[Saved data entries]
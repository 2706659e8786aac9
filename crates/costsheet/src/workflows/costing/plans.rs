use serde::{Deserialize, Serialize};

use super::domain::ChargeKind;
use ChargeKind::{AdminFee, ContingencyDeposit, MaintenanceCharge};

/// Rule sets with a published cost sheet.
#[derive(
    Debug, Clone, Copy, PartialEq, Eq, PartialOrd, Ord, Hash, Serialize, Deserialize,
)]
#[serde(rename_all = "snake_case")]
pub enum PlanId {
    HighRise102,
    PlotsNew102,
    Terra37D,
}

impl PlanId {
    pub const fn ordered() -> [Self; 3] {
        [Self::HighRise102, Self::PlotsNew102, Self::Terra37D]
    }

    pub const fn label(self) -> &'static str {
        match self {
            Self::HighRise102 => "102 High Rise",
            Self::PlotsNew102 => "102 Plots (New)",
            Self::Terra37D => "37D Terra",
        }
    }

    /// Static page that renders this plan's cost sheet.
    pub const fn page(self) -> &'static str {
        match self {
            Self::HighRise102 => "costing-102-highrise.html",
            Self::PlotsNew102 => "costing-102-plotsnew.html",
            Self::Terra37D => "costing-37d-terra.html",
        }
    }

    pub fn definition(self) -> &'static PlanDefinition {
        match self {
            Self::HighRise102 => &HIGH_RISE_102,
            Self::PlotsNew102 => &PLOTS_NEW_102,
            Self::Terra37D => &TERRA_37D,
        }
    }
}

/// Fixed fee quoted before tax, e.g. PRFC 25000 + 18% GST.
#[derive(Debug, Clone, Copy, PartialEq, Serialize)]
pub struct TaxedFee {
    pub base: f64,
    pub tax_percent: f64,
}

impl TaxedFee {
    pub fn amount(&self) -> f64 {
        self.base * (100.0 + self.tax_percent) / 100.0
    }
}

/// Which charges a plan levies and at what rates.
#[derive(Debug, Clone, Copy, PartialEq, Serialize)]
pub struct ChargeRules {
    /// Whether the secondary rate is billed as a PLC line.
    pub location_charge: bool,
    /// Percentage levied on the area-scaled charges.
    pub surcharge_percent: Option<f64>,
    pub admin_fee: Option<TaxedFee>,
    /// IFMS rate per area unit.
    pub maintenance_rate: Option<f64>,
    pub contingency_deposit: Option<f64>,
}

#[derive(Debug, Clone, Copy, PartialEq, Serialize)]
pub struct MilestoneRule {
    pub stage: &'static str,
    pub percent: u8,
    pub add_ons: &'static [ChargeKind],
}

impl MilestoneRule {
    pub fn label(&self) -> String {
        let mut label = format!("{} @{}%", self.stage, self.percent);
        for charge in self.add_ons {
            label.push_str(" + ");
            label.push_str(charge.short_label());
        }
        label
    }
}

#[derive(Debug, Clone, Copy, PartialEq, Serialize)]
pub struct PlanDefinition {
    pub id: PlanId,
    pub area_unit: &'static str,
    pub charges: ChargeRules,
    pub milestones: &'static [MilestoneRule],
}

impl PlanDefinition {
    pub fn percent_total(&self) -> u32 {
        self.milestones
            .iter()
            .map(|milestone| u32::from(milestone.percent))
            .sum()
    }
}

// IFMS is 50/area on High Rise and Terra but 500/area on Plots (New). The
// rates are kept as published until the plan owners confirm one of them.
static HIGH_RISE_102: PlanDefinition = PlanDefinition {
    id: PlanId::HighRise102,
    area_unit: "SqYD",
    charges: ChargeRules {
        location_charge: true,
        surcharge_percent: Some(5.0),
        admin_fee: Some(TaxedFee {
            base: 25_000.0,
            tax_percent: 18.0,
        }),
        maintenance_rate: Some(50.0),
        contingency_deposit: Some(150_000.0),
    },
    milestones: &[
        MilestoneRule {
            stage: "Booking Amount",
            percent: 9,
            add_ons: &[AdminFee],
        },
        MilestoneRule {
            stage: "Within 60 days",
            percent: 11,
            add_ons: &[],
        },
        MilestoneRule {
            stage: "Within 120 days",
            percent: 10,
            add_ons: &[],
        },
        MilestoneRule {
            stage: "On Top Residential Floor",
            percent: 30,
            add_ons: &[],
        },
        MilestoneRule {
            stage: "On Application of OC",
            percent: 25,
            add_ons: &[],
        },
        MilestoneRule {
            stage: "On Receiving of OC",
            percent: 10,
            add_ons: &[],
        },
        MilestoneRule {
            stage: "On Offer of Possession",
            percent: 5,
            add_ons: &[MaintenanceCharge, ContingencyDeposit],
        },
    ],
};

// No GST line on this plan, unlike its siblings.
static PLOTS_NEW_102: PlanDefinition = PlanDefinition {
    id: PlanId::PlotsNew102,
    area_unit: "SqYD",
    charges: ChargeRules {
        location_charge: true,
        surcharge_percent: None,
        admin_fee: Some(TaxedFee {
            base: 40_000.0,
            tax_percent: 18.0,
        }),
        maintenance_rate: Some(500.0),
        contingency_deposit: Some(150_000.0),
    },
    milestones: &[
        MilestoneRule {
            stage: "Booking Amount",
            percent: 10,
            add_ons: &[AdminFee],
        },
        MilestoneRule {
            stage: "Within 30 days",
            percent: 15,
            add_ons: &[],
        },
        MilestoneRule {
            stage: "Within 60 days",
            percent: 15,
            add_ons: &[],
        },
        MilestoneRule {
            stage: "Within 90 days",
            percent: 15,
            add_ons: &[],
        },
        MilestoneRule {
            stage: "Within 120 days",
            percent: 15,
            add_ons: &[],
        },
        MilestoneRule {
            stage: "Within 150 days",
            percent: 15,
            add_ons: &[],
        },
        MilestoneRule {
            stage: "Within 180 days",
            percent: 10,
            add_ons: &[],
        },
        MilestoneRule {
            stage: "On Offer of Possession",
            percent: 5,
            add_ons: &[MaintenanceCharge, ContingencyDeposit],
        },
    ],
};

static TERRA_37D: PlanDefinition = PlanDefinition {
    id: PlanId::Terra37D,
    area_unit: "SqYD",
    charges: ChargeRules {
        location_charge: false,
        surcharge_percent: Some(5.0),
        admin_fee: Some(TaxedFee {
            base: 20_000.0,
            tax_percent: 18.0,
        }),
        maintenance_rate: Some(50.0),
        contingency_deposit: None,
    },
    milestones: &[
        MilestoneRule {
            stage: "Booking Amount",
            percent: 10,
            add_ons: &[AdminFee],
        },
        MilestoneRule {
            stage: "Within 30 days",
            percent: 10,
            add_ons: &[],
        },
        MilestoneRule {
            stage: "Within 90 days",
            percent: 75,
            add_ons: &[],
        },
        MilestoneRule {
            stage: "On Offer of Possession",
            percent: 5,
            add_ons: &[MaintenanceCharge],
        },
    ],
};

#[cfg(test)]
mod tests {
    use super::*;

    fn levied_fixed_charges(rules: &ChargeRules) -> Vec<ChargeKind> {
        let mut charges = Vec::new();
        if rules.admin_fee.is_some() {
            charges.push(AdminFee);
        }
        if rules.maintenance_rate.is_some() {
            charges.push(MaintenanceCharge);
        }
        if rules.contingency_deposit.is_some() {
            charges.push(ContingencyDeposit);
        }
        charges
    }

    #[test]
    fn every_plan_splits_exactly_one_hundred_percent() {
        for plan in PlanId::ordered() {
            assert_eq!(
                plan.definition().percent_total(),
                100,
                "{} milestones must sum to 100%",
                plan.label()
            );
        }
    }

    #[test]
    fn every_fixed_charge_is_collected_by_exactly_one_milestone() {
        for plan in PlanId::ordered() {
            let definition = plan.definition();
            for charge in levied_fixed_charges(&definition.charges) {
                let collectors = definition
                    .milestones
                    .iter()
                    .filter(|milestone| milestone.add_ons.contains(&charge))
                    .count();
                assert_eq!(
                    collectors,
                    1,
                    "{} must collect {:?} once",
                    plan.label(),
                    charge
                );
            }
        }
    }

    #[test]
    fn milestones_never_add_percentage_based_charges() {
        for plan in PlanId::ordered() {
            for milestone in plan.definition().milestones {
                assert!(milestone
                    .add_ons
                    .iter()
                    .all(|charge| !charge.in_payment_base()));
            }
        }
    }

    #[test]
    fn definitions_are_keyed_by_their_own_id() {
        for plan in PlanId::ordered() {
            assert_eq!(plan.definition().id, plan);
        }
    }

    #[test]
    fn observed_percentage_splits_are_preserved() {
        let percents = |plan: PlanId| {
            plan.definition()
                .milestones
                .iter()
                .map(|milestone| milestone.percent)
                .collect::<Vec<_>>()
        };
        assert_eq!(percents(PlanId::HighRise102), vec![9, 11, 10, 30, 25, 10, 5]);
        assert_eq!(
            percents(PlanId::PlotsNew102),
            vec![10, 15, 15, 15, 15, 15, 10, 5]
        );
        assert_eq!(percents(PlanId::Terra37D), vec![10, 10, 75, 5]);
    }

    #[test]
    fn milestone_labels_name_their_add_ons() {
        let possession = PlanId::HighRise102
            .definition()
            .milestones
            .last()
            .expect("possession milestone");
        assert_eq!(
            possession.label(),
            "On Offer of Possession @5% + IFMS + IFRCD"
        );
        assert_eq!(
            PlanId::Terra37D.definition().milestones[0].label(),
            "Booking Amount @10% + PRFC"
        );
    }

    #[test]
    fn taxed_fee_embeds_the_tax() {
        let fee = TaxedFee {
            base: 40_000.0,
            tax_percent: 18.0,
        };
        assert_eq!(fee.amount(), 47_200.0);
    }
}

■ Your task
Identify the lines in the records above that contain the word "html", then state how many there are and nothing more.

■ Output below
3